実態調査は今年8月、従業員100人以上の1,606社の企業を対象に実施。従業員100人〜299人までの企業では賃上げは85.6%、5,000人以上の企業では95.2%が賃上げを行い、規模が大きい企業ほど賃上げを実行したことがわかりました。

建設業、人手不足で5%アップ
引き上げ額を産業別で見ると、建設業が8,411円と前年から5.05%上昇。人手不足が大きく響いています。次いで不動産業・物品賃貸業が6,341円、情報通信業が6,269円と続きます。
一方、引き上げ額が低い産業では、宿泊・飲食サービス業が3,040円と前年から30.6%も減少。人手が確保できず営業時間短縮や、定休日の増加などに繋がった結果です。他に分類されないサービス業でも3,923円と引き上げ額は抑えられました。
今年の賃金引き上げで最も重視した点については「企業の業績」が55%と最多で、「労働力の確保・定着」が8.7%と続きました。
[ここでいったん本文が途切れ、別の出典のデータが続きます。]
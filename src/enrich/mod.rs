//! Concurrent catalog enrichment: pluggable per-service fetchers plus the
//! engine that schedules, deduplicates, and applies their results.

use crate::catalog::bucket_field;
use crate::enrich::freshness::should_refetch;
use crate::enrich::http::{JsonFetch, RetryPolicy, fetch_json};
use crate::enrich::limiter::ServiceLimiter;
use core::fmt::{Display, Formatter};
use core::time::Duration;
use futures_util::future::BoxFuture;
use reqwest::header::HeaderMap;
use serde_json::{Map, Value};
use std::sync::Arc;

pub mod engine;
pub mod freshness;
pub mod github;
pub mod http;
pub mod limiter;
pub mod pypi;
pub mod pypistats;

pub use engine::{EngineOptions, EngineRunResult, run_enrichment};

/// Identity of the external resource an enricher would fetch for an item.
///
/// Two items resolving to the same key under the same enricher share one fetch.
#[derive(Debug, Clone, PartialEq, Eq, Hash)]
pub enum DedupKey {
    /// A source-host repository, lowercased.
    Repo { owner: String, repo: String },

    /// A package-index project name.
    Project(String),
}

impl Display for DedupKey {
    fn fmt(&self, f: &mut Formatter<'_>) -> core::fmt::Result {
        match self {
            Self::Repo { owner, repo } => write!(f, "{owner}/{repo}"),
            Self::Project(name) => write!(f, "{name}"),
        }
    }
}

/// Repository metrics fetched from the source-hosting service.
#[derive(Debug, Clone)]
pub struct RepoMetrics {
    pub stars: Option<u64>,
    pub forks: Option<u64>,
    pub contributors_count: Option<u64>,
    pub open_issues: Option<u64>,
    pub pushed_at: Option<String>,
}

/// Package metadata fetched from the package index.
#[derive(Debug, Clone)]
pub struct PackageMetadata {
    pub latest_version: Option<String>,
    pub latest_release_at: Option<String>,
}

/// Recent download counts fetched from the download-statistics service.
#[derive(Debug, Clone)]
pub struct DownloadCounts {
    pub last_day: Option<u64>,
    pub last_week: Option<u64>,
    pub last_month: Option<u64>,
}

/// Domain payload carried by a successful fetch.
#[derive(Debug, Clone)]
pub enum FetchedData {
    Repo(RepoMetrics),
    Package(PackageMetadata),
    Downloads(DownloadCounts),
}

/// Outcome of one enricher fetch, possibly spanning several HTTP calls.
#[derive(Debug, Clone)]
pub struct FetchResult {
    pub ok: bool,
    pub data: Option<FetchedData>,
    pub error: Option<String>,
    pub attempts: u32,
    pub status: Option<u16>,
}

impl FetchResult {
    #[must_use]
    pub fn failed(error: impl Into<String>, attempts: u32, status: Option<u16>) -> Self {
        Self {
            ok: false,
            data: None,
            error: Some(error.into()),
            attempts,
            status,
        }
    }

    #[must_use]
    pub const fn found(data: FetchedData, attempts: u32, status: Option<u16>) -> Self {
        Self {
            ok: true,
            data: Some(data),
            error: None,
            attempts,
            status,
        }
    }
}

/// A deferred set of field updates to merge into one metrics bucket.
#[derive(Debug, Clone)]
pub struct Patch {
    pub bucket: &'static str,
    pub updates: Map<String, Value>,
    pub changed: bool,
}

/// One failed fetch, recorded for post-run reporting.
#[derive(Debug, Clone)]
pub struct Failure {
    pub key: String,
    pub status: Option<u16>,
    pub error: Option<String>,
}

/// Per-service counters aggregated across one engine run.
#[derive(Debug, Clone, Copy, Default)]
pub struct ServiceStats {
    pub processed: u64,
    pub requests: u64,
    pub ok: u64,
    pub failed: u64,
    pub updated: u64,
    pub skipped_fresh: u64,
    pub skipped_no_key: u64,
    pub cache_hits: u64,
}

/// Binds one service's rate limiter, connection pool, and timeout to a fetch call.
#[derive(Debug, Clone)]
pub struct FetchContext {
    limiter: Arc<ServiceLimiter>,
    client: reqwest::Client,
    timeout: Duration,
}

impl FetchContext {
    #[must_use]
    pub fn new(limiter: Arc<ServiceLimiter>, client: reqwest::Client, timeout: Duration) -> Self {
        Self { limiter, client, timeout }
    }

    /// Issue one rate-limited JSON GET through this service's connection pool.
    pub async fn request_json(&self, url: &str, headers: HeaderMap, retry: &RetryPolicy) -> JsonFetch {
        self.limiter.acquire().await;
        fetch_json(&self.client, url, headers, self.timeout, retry).await
    }
}

/// A pluggable strategy that knows how to fetch and merge one category of external metrics.
///
/// Implementations are stateless across items apart from their own configuration;
/// the engine supplies the per-service [`FetchContext`].
pub trait Enricher: Send + Sync {
    /// Stats key for this service.
    fn name(&self) -> &'static str;

    /// Metrics bucket that patches from this enricher land in.
    fn bucket(&self) -> &'static str;

    /// Derive the dedup key for an item, or `None` when the item cannot be enriched.
    fn key_for_item(&self, item: &Map<String, Value>) -> Option<DedupKey>;

    /// Whether the item's bucket is due for a refetch.
    fn needs_fetch(&self, item: &Map<String, Value>, refresh_older_than_hours: Option<f64>) -> bool {
        let fetched_at = bucket_field(item, self.bucket(), "fetchedAt").and_then(Value::as_str);
        let is_stale = bucket_field(item, self.bucket(), "isStale").and_then(Value::as_bool);
        should_refetch(fetched_at, is_stale, refresh_older_than_hours, chrono::Utc::now())
    }

    /// Perform the network call(s) for one dedup key.
    ///
    /// Multi-call fetches must sum attempts from all sub-calls into the returned
    /// result; any sub-call failure is terminal for the whole fetch.
    fn fetch<'a>(&'a self, key: DedupKey, ctx: &'a FetchContext) -> BoxFuture<'a, FetchResult>;

    /// Map a successful fetch into bucket field updates.
    fn patch_success(&self, item: &Map<String, Value>, data: &FetchedData, fetched_at: &str) -> Patch;

    /// Mark the bucket stale after a failed fetch, preserving last-known-good values.
    fn patch_failure(&self, _item: &Map<String, Value>, _error: Option<&str>) -> Patch {
        let mut updates = Map::new();
        let _ = updates.insert("isStale".to_string(), Value::Bool(true));
        Patch {
            bucket: self.bucket(),
            updates,
            changed: false,
        }
    }
}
安倍政権、来春3%超の賃金引き上げを要請、経団連は了承
安倍政権は、消費者心理改善を目的に来春の賃上げ3%超を経済界に呼びかけ、これを受け経団連も来年の春闘で5年連続となる賃金引き上げを会員企業に呼びかける方針を決めました。安倍政権の言われるまま、定期昇給とベースアップ合わせ、月額でこれまでの水準を上回る3%超の引き上げを求める方向で調整しています。
また、安倍政権の「働き方改革」では、長時間労働を是正するため、残業が減ることで残業代が抑えられ実質月額が減ることとなります。これに対し、経団連では、個人消費を後押しする必要があるなどを踏まえ、残業代分を手当として支給するなど、月額が減らぬよう会員企業へ配慮を求める方針です。
日本の企業の9.5割以上を占める中小企業、小規模事業者に経団連と同じことを要望するには無理がありすぎるでしょう。

賃上げすれば法人税軽減のご褒美
11月29日には、政府・与党が来年度の税制改正で、3%超の賃上げを実施した企業には、法人税を25%程度へ引き下げる軽減措置で税制面からも賃上げを後押しする方針です。さらに、生産性を上げるための設備投資を実施する企業に対しては、追加で税優遇を支援することも検討しています。
一方、利益を上げながら賃上げに消極的な企業には、研究開発減税の対象から外すなど、極端な経済政策。経団連のトップが政府のような構図です。
米国では約90年前、フーバー政権が賃上げ圧力で、失業率が25%にまで上昇し大恐慌の一因にもなった経緯もあり、時代は違うものの、安倍政権の賃上げ圧力にリスクはないとは言えないでしょう。


[2017.12.4]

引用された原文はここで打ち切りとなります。